[RECORDS PROVIDED — start]

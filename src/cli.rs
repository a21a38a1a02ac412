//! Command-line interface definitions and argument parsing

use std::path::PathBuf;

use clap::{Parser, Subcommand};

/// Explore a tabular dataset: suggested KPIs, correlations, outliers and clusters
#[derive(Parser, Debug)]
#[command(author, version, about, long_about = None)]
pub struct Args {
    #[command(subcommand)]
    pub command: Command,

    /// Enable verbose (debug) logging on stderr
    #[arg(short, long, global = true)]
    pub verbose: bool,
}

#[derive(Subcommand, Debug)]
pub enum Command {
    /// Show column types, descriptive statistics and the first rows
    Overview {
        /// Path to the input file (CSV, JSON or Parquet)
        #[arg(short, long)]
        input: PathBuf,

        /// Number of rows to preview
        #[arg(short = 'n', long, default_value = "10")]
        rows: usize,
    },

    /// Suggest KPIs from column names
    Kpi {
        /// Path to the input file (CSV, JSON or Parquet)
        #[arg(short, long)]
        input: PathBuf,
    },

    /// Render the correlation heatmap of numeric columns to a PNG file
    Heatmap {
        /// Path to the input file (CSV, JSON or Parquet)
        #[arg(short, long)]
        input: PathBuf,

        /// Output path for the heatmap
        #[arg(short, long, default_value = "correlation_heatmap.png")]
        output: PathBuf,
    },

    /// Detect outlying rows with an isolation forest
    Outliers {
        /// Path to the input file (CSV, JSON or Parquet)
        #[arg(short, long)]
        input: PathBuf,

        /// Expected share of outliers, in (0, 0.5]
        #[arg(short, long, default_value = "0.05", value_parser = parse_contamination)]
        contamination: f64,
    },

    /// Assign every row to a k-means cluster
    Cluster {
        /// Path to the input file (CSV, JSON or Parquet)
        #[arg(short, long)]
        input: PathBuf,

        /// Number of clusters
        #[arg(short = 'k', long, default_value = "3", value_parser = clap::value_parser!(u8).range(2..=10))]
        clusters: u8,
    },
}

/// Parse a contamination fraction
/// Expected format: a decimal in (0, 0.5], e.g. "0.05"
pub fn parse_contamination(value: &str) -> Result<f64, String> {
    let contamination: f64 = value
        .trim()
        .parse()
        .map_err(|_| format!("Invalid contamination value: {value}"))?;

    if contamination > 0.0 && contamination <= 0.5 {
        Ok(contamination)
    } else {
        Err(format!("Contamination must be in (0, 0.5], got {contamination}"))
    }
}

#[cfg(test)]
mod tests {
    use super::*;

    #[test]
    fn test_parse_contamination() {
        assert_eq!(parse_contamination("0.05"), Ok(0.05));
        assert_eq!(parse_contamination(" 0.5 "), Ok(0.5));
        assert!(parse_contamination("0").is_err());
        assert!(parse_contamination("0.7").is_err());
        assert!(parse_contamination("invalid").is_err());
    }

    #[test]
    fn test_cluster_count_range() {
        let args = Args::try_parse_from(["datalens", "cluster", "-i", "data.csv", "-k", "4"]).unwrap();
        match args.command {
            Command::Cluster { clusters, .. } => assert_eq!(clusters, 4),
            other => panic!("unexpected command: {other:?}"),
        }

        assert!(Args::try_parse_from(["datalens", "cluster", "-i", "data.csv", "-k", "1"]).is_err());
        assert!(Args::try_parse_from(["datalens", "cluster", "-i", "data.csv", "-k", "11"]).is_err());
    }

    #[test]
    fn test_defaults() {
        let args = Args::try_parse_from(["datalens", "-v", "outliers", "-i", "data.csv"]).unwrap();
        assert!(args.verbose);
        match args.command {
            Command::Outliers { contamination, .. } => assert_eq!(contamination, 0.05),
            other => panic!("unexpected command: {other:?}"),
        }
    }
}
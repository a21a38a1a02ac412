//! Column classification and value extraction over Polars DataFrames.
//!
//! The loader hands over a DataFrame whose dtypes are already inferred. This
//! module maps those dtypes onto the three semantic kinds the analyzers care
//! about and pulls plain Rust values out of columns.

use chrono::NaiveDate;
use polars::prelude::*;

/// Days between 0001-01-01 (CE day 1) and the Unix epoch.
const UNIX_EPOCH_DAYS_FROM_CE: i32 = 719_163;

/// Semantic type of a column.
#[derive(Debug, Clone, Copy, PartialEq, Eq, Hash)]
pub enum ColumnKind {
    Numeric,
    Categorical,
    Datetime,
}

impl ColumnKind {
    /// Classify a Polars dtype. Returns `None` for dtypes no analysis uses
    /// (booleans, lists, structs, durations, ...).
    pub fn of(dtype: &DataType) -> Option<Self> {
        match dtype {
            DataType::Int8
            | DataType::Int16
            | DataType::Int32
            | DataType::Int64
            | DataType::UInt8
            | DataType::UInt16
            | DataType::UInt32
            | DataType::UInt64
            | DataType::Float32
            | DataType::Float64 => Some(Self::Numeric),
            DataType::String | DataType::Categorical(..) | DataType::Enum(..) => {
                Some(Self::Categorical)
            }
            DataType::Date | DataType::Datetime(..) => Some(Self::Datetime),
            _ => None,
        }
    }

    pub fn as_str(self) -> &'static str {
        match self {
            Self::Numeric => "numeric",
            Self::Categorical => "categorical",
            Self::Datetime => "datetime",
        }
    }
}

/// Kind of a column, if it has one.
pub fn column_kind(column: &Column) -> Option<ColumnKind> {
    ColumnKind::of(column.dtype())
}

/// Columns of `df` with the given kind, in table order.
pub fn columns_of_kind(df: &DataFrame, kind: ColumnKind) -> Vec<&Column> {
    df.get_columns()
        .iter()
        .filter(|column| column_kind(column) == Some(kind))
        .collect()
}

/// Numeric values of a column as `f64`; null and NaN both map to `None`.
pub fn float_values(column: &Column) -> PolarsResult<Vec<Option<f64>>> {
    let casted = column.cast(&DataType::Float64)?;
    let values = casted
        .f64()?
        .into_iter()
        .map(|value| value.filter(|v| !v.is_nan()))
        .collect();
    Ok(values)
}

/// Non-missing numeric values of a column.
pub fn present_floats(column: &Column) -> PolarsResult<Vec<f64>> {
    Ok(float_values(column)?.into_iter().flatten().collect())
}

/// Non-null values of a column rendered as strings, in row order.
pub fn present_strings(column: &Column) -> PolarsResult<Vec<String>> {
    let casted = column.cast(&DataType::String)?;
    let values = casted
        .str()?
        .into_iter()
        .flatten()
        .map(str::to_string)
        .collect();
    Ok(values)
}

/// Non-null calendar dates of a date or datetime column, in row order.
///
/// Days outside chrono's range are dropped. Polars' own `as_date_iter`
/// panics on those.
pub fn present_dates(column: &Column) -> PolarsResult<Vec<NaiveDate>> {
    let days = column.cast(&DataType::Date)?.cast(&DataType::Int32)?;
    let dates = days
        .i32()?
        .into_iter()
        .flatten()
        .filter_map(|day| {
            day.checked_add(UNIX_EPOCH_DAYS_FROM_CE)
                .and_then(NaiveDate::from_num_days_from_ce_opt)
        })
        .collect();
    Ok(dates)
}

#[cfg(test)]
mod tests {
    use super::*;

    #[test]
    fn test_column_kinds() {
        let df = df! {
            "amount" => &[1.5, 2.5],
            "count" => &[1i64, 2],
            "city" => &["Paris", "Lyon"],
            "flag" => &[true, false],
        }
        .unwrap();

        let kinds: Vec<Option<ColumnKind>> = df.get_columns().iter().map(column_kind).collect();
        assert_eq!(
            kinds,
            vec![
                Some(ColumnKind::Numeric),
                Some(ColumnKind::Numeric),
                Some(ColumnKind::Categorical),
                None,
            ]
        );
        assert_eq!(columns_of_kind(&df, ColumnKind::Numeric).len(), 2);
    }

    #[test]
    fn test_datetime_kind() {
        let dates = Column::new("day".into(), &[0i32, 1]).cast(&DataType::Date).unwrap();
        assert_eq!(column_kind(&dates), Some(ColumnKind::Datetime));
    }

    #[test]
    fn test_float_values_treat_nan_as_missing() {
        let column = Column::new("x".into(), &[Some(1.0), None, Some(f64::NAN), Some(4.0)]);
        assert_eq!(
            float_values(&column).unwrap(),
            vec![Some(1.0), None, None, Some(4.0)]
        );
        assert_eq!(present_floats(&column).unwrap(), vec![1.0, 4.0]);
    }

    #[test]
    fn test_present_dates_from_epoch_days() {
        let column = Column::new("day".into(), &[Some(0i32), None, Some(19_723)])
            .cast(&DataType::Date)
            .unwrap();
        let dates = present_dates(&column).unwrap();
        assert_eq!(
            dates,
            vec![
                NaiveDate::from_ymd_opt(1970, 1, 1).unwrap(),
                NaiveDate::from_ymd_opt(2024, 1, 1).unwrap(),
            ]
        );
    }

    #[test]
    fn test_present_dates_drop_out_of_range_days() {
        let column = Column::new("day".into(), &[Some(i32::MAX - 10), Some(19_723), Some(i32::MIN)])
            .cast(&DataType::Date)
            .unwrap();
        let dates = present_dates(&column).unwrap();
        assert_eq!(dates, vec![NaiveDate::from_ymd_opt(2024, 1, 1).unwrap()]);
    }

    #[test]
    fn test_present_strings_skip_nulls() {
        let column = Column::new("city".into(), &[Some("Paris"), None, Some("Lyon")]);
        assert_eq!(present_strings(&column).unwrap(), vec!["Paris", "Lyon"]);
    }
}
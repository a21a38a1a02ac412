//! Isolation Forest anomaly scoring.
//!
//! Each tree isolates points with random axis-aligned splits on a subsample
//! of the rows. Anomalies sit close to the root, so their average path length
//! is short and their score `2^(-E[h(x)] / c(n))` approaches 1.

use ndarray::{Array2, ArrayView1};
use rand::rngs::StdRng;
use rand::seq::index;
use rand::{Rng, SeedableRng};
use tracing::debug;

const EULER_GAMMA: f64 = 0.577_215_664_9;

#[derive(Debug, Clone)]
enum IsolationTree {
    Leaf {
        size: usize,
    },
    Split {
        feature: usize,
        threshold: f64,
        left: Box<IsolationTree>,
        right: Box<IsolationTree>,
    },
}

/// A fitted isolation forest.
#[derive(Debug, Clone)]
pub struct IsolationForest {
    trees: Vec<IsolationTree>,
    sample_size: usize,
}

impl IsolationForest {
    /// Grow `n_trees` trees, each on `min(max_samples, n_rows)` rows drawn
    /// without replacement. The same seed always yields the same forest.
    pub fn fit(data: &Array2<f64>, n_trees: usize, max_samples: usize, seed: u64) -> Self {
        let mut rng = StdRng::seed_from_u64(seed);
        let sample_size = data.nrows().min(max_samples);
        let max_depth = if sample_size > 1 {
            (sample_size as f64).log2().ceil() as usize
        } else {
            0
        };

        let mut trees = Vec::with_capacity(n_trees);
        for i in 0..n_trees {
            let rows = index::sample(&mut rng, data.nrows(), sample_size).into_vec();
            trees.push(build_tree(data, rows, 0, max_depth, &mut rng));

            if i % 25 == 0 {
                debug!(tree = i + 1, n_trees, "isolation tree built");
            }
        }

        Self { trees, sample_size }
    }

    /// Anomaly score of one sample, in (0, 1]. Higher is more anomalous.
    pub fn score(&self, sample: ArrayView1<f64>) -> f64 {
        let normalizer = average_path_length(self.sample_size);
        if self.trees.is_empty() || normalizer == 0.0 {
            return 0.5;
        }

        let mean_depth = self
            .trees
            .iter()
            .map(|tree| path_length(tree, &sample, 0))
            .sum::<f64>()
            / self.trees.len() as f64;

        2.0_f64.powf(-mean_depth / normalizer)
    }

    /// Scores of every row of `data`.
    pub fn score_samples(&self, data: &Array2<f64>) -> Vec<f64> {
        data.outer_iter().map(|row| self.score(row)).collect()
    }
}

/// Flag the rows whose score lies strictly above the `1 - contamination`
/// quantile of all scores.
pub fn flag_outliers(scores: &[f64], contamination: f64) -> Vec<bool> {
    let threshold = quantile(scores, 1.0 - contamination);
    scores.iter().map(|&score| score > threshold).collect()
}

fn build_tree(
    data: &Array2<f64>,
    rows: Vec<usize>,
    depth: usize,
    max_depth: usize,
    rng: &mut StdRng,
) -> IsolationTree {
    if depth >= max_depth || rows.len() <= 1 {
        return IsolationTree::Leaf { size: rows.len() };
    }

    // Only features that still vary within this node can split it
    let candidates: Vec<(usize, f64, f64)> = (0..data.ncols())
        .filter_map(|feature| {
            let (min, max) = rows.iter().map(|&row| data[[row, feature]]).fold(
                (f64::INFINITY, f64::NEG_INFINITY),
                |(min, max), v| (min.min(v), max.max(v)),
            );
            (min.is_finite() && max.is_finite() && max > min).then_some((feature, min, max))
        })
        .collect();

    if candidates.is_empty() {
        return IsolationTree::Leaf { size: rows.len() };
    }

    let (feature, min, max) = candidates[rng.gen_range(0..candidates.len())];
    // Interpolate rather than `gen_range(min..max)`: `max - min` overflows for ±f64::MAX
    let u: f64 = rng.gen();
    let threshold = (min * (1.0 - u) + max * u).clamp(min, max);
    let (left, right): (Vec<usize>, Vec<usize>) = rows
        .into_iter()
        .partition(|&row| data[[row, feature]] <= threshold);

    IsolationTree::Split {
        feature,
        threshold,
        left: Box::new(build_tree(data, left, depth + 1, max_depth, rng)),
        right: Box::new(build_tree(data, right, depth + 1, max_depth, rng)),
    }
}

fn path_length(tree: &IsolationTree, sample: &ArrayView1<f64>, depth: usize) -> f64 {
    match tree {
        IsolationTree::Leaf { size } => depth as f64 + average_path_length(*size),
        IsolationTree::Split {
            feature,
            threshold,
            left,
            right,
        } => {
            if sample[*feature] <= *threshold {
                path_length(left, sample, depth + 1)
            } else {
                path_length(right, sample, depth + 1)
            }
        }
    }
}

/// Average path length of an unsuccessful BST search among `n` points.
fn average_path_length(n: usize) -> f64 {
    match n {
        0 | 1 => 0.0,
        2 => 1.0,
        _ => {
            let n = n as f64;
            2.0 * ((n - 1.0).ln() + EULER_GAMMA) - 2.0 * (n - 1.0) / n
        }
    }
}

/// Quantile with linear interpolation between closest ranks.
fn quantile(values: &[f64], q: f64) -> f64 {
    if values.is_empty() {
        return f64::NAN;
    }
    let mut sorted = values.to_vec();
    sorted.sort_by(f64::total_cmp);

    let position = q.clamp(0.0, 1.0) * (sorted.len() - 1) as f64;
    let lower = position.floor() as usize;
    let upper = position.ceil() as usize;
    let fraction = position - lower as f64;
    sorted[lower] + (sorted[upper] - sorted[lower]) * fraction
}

[RECORDS PROVIDED — finish]

EXERCISE INSTRUCTIONS: Would you state how many lines of the data above hold the string "their"? Reply with the number alone.

EXPECTED ANSWER: 2